[Excerpts from a dataset]
+-------+
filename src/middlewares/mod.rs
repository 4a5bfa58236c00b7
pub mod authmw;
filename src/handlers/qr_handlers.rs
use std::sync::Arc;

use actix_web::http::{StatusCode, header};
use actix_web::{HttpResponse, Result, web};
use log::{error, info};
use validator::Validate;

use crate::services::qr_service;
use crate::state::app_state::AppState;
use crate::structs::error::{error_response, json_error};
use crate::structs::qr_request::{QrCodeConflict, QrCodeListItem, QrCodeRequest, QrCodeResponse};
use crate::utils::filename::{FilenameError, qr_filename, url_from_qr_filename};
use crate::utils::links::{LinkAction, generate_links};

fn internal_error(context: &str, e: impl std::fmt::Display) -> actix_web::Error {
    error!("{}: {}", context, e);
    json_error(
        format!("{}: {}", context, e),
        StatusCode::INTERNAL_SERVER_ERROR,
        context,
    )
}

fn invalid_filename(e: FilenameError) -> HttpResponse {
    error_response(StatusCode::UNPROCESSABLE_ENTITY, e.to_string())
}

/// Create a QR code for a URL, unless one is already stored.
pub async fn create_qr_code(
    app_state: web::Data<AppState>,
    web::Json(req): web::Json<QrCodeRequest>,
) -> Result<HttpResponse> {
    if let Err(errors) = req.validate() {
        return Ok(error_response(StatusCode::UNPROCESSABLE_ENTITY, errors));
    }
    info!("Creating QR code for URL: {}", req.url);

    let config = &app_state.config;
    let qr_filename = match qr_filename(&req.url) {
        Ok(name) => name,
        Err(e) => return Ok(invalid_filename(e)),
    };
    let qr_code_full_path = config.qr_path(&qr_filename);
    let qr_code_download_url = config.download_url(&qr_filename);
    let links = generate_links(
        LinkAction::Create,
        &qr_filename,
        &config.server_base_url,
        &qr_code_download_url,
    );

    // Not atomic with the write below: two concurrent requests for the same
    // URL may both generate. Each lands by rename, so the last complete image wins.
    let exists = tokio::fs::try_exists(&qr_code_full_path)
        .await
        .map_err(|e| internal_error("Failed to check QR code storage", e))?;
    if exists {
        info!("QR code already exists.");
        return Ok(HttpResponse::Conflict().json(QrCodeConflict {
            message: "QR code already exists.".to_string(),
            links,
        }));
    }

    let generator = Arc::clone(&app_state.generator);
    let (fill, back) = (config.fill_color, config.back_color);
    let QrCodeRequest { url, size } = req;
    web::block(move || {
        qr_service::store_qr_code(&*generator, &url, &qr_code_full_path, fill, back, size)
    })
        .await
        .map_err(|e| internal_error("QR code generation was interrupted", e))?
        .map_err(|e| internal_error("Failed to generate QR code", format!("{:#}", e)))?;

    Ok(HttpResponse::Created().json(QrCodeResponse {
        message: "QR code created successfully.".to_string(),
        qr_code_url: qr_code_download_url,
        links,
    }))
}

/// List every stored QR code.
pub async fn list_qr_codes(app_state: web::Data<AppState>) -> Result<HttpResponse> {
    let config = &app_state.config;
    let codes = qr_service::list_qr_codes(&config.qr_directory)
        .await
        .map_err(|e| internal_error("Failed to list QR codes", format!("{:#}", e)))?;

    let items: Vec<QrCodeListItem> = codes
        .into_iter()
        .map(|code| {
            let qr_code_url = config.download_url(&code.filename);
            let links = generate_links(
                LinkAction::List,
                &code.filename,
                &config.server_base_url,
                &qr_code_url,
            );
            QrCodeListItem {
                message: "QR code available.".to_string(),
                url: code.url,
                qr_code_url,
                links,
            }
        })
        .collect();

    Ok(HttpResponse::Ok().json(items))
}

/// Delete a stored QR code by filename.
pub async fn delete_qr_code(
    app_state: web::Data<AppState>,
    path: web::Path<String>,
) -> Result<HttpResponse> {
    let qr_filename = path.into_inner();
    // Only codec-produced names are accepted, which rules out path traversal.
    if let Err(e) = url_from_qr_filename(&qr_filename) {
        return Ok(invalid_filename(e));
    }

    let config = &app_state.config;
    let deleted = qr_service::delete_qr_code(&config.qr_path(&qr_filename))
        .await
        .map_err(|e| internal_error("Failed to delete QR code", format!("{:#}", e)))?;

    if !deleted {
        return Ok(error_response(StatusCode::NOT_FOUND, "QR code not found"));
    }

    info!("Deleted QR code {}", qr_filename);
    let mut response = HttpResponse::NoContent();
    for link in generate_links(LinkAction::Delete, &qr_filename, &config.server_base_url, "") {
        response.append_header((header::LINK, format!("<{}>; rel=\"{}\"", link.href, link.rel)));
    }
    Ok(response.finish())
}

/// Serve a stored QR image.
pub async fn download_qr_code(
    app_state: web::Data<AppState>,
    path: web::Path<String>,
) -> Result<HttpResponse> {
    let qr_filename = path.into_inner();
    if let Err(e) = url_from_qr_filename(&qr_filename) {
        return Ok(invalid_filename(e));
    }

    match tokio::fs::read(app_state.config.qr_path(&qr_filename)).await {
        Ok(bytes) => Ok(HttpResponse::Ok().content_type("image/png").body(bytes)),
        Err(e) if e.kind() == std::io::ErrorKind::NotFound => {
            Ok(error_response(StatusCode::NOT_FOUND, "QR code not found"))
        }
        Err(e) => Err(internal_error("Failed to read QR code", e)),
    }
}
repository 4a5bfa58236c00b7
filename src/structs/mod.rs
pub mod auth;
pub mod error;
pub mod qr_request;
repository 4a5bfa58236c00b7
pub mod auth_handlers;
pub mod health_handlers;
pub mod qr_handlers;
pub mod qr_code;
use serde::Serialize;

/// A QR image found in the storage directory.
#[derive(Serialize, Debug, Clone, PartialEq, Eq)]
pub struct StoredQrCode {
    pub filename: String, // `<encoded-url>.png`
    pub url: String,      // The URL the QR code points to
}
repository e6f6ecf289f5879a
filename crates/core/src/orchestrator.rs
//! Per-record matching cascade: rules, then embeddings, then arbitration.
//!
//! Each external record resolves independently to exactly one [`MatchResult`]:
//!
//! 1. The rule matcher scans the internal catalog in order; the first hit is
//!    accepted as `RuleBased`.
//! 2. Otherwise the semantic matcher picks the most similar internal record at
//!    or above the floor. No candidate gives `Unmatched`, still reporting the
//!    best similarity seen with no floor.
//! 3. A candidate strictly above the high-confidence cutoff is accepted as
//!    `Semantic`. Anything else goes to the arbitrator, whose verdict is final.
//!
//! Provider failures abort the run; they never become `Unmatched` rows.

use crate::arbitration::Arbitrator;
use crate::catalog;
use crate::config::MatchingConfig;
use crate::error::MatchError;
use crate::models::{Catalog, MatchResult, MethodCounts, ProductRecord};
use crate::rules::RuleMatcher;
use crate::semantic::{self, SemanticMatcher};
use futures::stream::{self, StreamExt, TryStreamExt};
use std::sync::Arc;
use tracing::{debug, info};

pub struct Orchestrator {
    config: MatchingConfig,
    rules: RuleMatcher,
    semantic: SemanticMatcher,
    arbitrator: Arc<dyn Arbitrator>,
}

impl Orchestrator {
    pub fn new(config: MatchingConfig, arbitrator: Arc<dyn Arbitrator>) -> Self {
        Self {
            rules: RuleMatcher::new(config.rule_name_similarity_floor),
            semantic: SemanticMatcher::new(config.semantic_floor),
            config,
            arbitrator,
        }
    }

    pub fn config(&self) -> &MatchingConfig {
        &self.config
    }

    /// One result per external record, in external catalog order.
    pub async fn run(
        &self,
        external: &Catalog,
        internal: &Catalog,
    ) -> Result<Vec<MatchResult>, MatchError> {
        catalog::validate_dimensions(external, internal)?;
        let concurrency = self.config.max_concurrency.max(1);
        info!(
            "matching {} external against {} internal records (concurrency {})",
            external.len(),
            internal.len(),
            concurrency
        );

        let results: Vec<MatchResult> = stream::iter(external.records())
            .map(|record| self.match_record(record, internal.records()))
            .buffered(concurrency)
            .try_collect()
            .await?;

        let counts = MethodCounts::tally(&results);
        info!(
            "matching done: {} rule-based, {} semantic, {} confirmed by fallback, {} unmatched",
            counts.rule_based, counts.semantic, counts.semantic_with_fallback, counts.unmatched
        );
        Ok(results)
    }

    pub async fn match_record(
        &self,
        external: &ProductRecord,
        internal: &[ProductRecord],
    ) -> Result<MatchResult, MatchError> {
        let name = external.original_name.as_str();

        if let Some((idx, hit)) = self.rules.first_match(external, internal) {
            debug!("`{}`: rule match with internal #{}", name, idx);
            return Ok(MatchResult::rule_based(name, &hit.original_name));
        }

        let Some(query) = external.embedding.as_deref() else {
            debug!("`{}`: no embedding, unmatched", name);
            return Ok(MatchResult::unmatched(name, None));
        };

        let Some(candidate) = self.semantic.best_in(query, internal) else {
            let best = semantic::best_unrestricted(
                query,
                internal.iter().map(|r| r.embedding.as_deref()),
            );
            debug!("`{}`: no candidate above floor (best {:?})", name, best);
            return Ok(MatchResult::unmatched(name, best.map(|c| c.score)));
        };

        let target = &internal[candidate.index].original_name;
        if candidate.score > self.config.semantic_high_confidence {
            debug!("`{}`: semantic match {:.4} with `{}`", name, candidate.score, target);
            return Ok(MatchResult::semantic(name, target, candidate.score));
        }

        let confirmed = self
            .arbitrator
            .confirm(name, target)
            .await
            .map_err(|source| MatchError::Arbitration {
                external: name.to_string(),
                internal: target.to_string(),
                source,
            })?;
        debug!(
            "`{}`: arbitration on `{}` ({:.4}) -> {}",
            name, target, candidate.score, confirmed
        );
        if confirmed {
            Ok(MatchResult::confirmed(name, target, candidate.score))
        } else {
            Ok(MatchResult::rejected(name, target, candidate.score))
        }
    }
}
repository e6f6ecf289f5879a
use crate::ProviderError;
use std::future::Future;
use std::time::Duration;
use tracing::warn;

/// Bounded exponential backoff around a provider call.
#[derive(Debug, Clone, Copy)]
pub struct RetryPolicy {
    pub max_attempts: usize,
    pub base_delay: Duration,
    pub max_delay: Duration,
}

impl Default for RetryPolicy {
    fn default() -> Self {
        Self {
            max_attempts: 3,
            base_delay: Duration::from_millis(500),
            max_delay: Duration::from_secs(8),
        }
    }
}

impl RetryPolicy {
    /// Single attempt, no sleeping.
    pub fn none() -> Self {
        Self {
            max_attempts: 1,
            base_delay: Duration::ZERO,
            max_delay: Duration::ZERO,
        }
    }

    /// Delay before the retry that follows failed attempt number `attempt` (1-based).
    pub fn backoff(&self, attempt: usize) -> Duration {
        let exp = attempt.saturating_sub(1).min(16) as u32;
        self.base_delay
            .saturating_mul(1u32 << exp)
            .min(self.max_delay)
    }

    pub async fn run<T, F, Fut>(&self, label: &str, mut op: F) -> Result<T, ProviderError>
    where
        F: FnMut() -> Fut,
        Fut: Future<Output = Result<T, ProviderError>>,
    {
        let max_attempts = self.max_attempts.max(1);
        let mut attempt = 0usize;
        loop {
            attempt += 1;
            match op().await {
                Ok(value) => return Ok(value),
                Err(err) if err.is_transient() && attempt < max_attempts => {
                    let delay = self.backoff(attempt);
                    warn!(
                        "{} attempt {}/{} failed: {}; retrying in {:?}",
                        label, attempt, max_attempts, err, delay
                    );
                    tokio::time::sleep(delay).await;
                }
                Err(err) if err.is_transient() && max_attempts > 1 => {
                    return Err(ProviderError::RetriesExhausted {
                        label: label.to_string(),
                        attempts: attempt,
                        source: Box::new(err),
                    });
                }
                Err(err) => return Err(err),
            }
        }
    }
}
+-------+
* Exercise requirements
Starting from the line with "pub fn backoff(&self, attempt: usize)" and ending with the final line of the data, quote every line exactly, both ends included.

* Output below
    pub fn backoff(&self, attempt: usize) -> Duration {
        let exp = attempt.saturating_sub(1).min(16) as u32;
        self.base_delay
            .saturating_mul(1u32 << exp)
            .min(self.max_delay)
    }

    pub async fn run<T, F, Fut>(&self, label: &str, mut op: F) -> Result<T, ProviderError>
    where
        F: FnMut() -> Fut,
        Fut: Future<Output = Result<T, ProviderError>>,
    {
        let max_attempts = self.max_attempts.max(1);
        let mut attempt = 0usize;
        loop {
            attempt += 1;
            match op().await {
                Ok(value) => return Ok(value),
                Err(err) if err.is_transient() && attempt < max_attempts => {
                    let delay = self.backoff(attempt);
                    warn!(
                        "{} attempt {}/{} failed: {}; retrying in {:?}",
                        label, attempt, max_attempts, err, delay
                    );
                    tokio::time::sleep(delay).await;
                }
                Err(err) if err.is_transient() && max_attempts > 1 => {
                    return Err(ProviderError::RetriesExhausted {
                        label: label.to_string(),
                        attempts: attempt,
                        source: Box::new(err),
                    });
                }
                Err(err) => return Err(err),
            }
        }
    }
}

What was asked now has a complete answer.